If a line in the entries below includes "PriceHistory", pick it out and copy it.

#### RECORDS FOR THIS TASK

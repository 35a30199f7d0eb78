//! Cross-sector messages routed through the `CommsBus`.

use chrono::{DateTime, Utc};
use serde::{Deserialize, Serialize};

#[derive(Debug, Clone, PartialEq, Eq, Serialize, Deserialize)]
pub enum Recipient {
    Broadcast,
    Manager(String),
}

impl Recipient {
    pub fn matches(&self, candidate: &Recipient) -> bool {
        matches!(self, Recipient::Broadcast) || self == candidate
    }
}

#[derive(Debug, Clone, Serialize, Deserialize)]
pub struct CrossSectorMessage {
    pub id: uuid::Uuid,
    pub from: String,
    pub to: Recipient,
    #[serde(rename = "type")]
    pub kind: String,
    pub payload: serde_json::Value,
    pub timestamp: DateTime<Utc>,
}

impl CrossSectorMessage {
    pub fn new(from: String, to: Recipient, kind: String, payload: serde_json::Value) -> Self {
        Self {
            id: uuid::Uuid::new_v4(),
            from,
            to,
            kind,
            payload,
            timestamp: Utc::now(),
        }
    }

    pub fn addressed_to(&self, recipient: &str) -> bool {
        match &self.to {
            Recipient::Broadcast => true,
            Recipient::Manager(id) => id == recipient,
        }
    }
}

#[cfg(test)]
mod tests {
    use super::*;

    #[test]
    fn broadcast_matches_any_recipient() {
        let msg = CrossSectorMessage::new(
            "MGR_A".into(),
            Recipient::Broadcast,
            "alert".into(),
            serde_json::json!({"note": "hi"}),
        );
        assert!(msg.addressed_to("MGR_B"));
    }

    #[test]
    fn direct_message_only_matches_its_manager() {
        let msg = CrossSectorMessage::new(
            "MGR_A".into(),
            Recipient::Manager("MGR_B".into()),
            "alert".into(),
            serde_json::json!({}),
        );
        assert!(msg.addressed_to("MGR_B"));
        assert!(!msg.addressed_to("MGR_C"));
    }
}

########
#### RECORDS FOR THIS TASK

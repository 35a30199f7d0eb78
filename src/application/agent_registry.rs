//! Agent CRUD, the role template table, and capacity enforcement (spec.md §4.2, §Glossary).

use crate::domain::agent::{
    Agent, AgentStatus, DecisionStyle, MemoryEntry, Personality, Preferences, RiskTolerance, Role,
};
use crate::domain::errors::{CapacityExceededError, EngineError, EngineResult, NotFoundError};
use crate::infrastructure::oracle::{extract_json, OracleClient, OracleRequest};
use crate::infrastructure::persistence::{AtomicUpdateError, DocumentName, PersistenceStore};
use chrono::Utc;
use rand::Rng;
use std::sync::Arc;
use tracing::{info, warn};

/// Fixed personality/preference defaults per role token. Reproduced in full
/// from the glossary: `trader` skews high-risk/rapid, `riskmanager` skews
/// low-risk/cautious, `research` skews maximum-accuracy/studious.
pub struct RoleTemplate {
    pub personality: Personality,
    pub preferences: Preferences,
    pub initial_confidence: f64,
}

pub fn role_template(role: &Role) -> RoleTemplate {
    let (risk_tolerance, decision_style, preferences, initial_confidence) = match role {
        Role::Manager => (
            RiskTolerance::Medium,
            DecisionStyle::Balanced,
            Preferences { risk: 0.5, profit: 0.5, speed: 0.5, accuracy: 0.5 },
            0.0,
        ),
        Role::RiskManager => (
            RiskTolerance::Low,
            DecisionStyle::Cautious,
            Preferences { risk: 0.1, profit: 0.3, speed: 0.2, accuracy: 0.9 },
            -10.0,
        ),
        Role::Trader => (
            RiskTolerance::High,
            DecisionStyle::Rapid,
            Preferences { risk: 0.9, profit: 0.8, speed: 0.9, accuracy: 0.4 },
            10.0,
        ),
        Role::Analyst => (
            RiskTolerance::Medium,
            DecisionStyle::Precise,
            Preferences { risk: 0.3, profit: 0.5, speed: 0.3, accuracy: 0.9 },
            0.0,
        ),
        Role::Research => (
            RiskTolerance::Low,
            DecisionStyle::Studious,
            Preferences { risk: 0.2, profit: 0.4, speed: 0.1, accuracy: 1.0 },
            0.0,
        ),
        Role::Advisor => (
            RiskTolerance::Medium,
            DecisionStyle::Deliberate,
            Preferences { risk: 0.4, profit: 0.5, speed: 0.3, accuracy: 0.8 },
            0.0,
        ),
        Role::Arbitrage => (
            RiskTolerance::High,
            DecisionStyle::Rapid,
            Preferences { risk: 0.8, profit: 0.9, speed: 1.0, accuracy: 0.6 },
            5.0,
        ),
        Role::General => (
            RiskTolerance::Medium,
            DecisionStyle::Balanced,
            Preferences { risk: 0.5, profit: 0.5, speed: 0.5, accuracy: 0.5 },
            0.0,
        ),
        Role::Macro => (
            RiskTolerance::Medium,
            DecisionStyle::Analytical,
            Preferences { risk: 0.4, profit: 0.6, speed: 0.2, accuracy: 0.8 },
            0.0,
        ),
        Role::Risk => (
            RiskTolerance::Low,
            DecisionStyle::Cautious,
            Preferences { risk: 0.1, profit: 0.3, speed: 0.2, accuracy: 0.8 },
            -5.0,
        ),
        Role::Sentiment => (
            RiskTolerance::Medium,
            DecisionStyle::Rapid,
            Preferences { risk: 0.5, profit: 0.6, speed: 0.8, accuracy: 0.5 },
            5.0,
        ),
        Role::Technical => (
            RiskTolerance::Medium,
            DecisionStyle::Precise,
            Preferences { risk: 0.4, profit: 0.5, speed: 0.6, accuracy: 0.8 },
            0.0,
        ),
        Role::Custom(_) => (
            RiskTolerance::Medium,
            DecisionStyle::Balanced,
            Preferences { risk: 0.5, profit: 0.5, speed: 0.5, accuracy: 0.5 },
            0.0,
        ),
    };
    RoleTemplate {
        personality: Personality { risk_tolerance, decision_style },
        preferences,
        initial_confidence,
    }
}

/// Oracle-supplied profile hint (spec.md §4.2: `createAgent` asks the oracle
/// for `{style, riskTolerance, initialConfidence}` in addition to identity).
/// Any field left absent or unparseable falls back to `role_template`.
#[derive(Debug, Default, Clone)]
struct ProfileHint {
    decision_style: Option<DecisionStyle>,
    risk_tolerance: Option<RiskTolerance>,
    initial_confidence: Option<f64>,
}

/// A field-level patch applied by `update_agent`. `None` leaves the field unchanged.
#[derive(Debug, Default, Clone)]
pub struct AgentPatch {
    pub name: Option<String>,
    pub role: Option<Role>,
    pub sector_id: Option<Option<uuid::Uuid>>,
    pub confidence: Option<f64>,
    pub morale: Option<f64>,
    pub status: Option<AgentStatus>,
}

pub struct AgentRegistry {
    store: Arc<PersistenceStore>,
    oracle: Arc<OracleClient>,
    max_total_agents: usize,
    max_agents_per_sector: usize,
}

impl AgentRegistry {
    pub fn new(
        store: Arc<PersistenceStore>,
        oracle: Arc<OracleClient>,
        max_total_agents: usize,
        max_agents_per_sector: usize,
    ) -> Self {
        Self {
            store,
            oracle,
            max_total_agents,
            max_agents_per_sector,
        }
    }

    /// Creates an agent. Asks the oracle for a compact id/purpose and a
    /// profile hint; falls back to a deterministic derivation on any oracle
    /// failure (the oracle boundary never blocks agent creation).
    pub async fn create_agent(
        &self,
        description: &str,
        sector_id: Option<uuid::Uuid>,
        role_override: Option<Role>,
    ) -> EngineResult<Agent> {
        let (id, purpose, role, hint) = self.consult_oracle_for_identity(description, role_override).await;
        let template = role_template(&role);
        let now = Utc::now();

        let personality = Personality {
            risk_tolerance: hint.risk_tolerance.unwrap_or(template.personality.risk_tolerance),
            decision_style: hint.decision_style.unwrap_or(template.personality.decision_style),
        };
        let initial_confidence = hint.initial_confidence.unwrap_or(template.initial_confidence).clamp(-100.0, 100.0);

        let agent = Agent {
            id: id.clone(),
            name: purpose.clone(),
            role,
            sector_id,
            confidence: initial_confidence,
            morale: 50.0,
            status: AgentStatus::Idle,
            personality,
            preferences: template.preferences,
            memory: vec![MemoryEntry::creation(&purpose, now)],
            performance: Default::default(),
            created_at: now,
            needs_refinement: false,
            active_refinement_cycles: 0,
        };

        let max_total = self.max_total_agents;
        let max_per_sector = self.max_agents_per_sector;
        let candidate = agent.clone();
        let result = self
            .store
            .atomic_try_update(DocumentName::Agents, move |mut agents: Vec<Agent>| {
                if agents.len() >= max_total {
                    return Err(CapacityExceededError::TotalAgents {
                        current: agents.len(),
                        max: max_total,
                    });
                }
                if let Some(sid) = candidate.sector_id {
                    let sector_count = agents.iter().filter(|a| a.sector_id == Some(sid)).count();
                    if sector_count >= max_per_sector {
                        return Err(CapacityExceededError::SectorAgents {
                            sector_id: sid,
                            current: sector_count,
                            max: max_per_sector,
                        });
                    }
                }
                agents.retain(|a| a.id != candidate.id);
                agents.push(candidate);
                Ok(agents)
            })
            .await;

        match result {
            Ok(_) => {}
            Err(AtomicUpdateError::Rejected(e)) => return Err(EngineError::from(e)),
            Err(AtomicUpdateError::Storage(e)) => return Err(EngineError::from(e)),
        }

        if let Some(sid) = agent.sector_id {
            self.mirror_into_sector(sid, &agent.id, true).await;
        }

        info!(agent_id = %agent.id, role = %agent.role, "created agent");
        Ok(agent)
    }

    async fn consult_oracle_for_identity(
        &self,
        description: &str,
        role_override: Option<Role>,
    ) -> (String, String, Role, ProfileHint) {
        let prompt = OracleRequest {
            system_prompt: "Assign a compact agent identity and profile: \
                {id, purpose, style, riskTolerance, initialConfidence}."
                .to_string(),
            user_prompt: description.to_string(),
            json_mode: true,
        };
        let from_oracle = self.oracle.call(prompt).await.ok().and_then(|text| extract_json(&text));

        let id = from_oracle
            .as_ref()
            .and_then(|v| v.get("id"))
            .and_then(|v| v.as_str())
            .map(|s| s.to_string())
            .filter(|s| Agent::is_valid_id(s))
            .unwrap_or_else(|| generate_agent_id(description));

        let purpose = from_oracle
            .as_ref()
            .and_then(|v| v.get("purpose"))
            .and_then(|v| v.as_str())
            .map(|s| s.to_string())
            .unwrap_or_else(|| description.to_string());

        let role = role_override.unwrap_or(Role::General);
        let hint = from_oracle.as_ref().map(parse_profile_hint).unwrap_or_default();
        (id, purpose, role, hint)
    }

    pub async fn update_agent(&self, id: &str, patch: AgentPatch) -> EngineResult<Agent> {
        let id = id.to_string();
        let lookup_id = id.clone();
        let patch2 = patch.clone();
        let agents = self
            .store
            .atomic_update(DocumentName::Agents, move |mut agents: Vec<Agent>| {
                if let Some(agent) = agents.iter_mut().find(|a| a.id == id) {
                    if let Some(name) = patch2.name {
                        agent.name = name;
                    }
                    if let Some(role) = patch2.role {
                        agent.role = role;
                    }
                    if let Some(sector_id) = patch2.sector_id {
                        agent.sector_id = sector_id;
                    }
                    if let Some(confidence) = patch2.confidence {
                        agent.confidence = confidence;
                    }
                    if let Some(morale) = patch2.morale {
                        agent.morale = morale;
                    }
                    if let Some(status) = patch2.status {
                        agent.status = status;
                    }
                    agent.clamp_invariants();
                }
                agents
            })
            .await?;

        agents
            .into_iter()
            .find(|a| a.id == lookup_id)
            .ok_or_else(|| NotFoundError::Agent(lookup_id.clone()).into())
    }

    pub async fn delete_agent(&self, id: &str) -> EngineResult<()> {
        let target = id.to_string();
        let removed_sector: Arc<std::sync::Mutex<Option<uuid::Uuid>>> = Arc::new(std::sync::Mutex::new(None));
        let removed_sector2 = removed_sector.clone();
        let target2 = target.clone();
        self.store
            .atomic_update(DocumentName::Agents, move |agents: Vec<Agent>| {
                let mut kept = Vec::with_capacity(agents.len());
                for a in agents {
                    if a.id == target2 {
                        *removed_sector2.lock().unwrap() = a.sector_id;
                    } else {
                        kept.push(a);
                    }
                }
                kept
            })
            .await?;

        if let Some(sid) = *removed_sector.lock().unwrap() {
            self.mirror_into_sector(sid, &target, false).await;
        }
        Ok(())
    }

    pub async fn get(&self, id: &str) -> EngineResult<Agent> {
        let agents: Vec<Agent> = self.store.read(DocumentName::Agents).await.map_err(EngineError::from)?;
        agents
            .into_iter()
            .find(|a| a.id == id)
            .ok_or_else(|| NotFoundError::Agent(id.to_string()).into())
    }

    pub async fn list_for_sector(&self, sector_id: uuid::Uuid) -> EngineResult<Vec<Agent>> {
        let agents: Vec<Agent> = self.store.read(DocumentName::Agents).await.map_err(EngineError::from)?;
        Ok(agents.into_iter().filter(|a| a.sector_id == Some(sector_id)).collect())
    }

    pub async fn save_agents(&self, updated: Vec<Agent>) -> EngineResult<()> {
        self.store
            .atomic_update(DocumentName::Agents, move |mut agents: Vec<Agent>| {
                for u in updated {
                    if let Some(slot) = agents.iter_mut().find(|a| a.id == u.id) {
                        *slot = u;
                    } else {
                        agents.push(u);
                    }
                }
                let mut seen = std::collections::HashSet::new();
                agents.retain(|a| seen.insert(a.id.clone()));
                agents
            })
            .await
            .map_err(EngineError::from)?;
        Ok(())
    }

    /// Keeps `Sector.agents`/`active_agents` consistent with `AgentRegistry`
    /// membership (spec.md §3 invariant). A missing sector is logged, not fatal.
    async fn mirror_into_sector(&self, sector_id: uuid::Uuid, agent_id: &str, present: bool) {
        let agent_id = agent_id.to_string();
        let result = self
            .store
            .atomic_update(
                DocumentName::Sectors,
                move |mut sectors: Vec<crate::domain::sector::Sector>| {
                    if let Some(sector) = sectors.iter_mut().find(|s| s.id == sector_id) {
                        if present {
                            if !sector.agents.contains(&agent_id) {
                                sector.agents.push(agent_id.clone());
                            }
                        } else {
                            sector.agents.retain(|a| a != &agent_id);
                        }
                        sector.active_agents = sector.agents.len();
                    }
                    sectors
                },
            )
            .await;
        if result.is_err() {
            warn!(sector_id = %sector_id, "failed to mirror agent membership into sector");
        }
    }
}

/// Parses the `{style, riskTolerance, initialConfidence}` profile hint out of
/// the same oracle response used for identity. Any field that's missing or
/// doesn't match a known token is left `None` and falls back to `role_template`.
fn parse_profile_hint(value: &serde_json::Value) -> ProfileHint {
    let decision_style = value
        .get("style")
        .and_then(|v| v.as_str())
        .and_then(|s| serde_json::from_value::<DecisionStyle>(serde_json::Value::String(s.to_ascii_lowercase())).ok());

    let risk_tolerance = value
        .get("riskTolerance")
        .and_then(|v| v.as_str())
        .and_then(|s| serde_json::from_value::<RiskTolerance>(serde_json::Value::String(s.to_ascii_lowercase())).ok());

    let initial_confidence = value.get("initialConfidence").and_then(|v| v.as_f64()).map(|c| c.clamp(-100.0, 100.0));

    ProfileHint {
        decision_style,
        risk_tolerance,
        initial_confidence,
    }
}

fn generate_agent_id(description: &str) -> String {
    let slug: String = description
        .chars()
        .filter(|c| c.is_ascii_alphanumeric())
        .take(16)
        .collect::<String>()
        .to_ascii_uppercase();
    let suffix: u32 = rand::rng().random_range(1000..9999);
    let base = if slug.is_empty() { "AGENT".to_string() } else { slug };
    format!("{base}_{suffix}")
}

########
#### RECORDS FOR THIS TASK

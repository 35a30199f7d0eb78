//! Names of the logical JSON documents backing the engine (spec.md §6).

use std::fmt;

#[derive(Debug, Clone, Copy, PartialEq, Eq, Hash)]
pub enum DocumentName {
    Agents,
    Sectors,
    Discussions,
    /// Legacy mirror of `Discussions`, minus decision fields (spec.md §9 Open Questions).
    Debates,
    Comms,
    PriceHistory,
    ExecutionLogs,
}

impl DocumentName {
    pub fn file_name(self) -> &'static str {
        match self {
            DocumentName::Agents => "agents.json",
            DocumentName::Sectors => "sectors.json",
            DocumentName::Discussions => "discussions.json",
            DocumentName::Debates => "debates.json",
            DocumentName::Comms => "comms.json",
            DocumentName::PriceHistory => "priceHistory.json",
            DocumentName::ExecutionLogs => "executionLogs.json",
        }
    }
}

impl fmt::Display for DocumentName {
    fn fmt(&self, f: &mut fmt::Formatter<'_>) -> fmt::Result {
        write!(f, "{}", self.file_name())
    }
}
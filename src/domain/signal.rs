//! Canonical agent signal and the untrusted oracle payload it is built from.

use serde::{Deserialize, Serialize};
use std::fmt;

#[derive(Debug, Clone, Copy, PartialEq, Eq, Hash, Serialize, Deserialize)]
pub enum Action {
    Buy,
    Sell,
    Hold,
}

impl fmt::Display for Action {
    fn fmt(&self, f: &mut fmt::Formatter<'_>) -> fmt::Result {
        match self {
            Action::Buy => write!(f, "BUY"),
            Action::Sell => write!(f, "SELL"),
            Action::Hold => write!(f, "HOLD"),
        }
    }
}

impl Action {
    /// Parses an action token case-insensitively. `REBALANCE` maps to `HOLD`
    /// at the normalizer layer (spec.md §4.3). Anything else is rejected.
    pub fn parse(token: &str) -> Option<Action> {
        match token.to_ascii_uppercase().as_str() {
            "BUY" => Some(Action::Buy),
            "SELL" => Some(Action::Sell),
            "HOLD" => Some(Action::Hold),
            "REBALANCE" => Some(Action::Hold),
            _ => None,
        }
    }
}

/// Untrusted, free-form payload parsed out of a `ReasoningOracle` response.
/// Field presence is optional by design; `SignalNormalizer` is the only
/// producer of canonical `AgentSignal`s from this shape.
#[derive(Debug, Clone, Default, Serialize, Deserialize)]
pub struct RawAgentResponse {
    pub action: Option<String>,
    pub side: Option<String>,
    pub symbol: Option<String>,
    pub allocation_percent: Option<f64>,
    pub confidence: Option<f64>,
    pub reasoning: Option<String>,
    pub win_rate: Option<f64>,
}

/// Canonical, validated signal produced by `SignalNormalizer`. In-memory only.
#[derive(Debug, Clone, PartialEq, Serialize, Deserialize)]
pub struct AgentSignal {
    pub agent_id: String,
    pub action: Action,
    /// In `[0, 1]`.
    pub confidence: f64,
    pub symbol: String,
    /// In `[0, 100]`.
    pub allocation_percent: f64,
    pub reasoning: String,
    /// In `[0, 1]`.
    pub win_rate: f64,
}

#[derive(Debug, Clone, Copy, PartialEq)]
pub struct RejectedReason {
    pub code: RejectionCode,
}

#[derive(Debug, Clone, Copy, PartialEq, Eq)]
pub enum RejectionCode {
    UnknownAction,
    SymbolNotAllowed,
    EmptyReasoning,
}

########

▶ _ANSWER TO THIS PROBLEM_
    PriceHistory,
            DocumentName::PriceHistory => "priceHistory.json",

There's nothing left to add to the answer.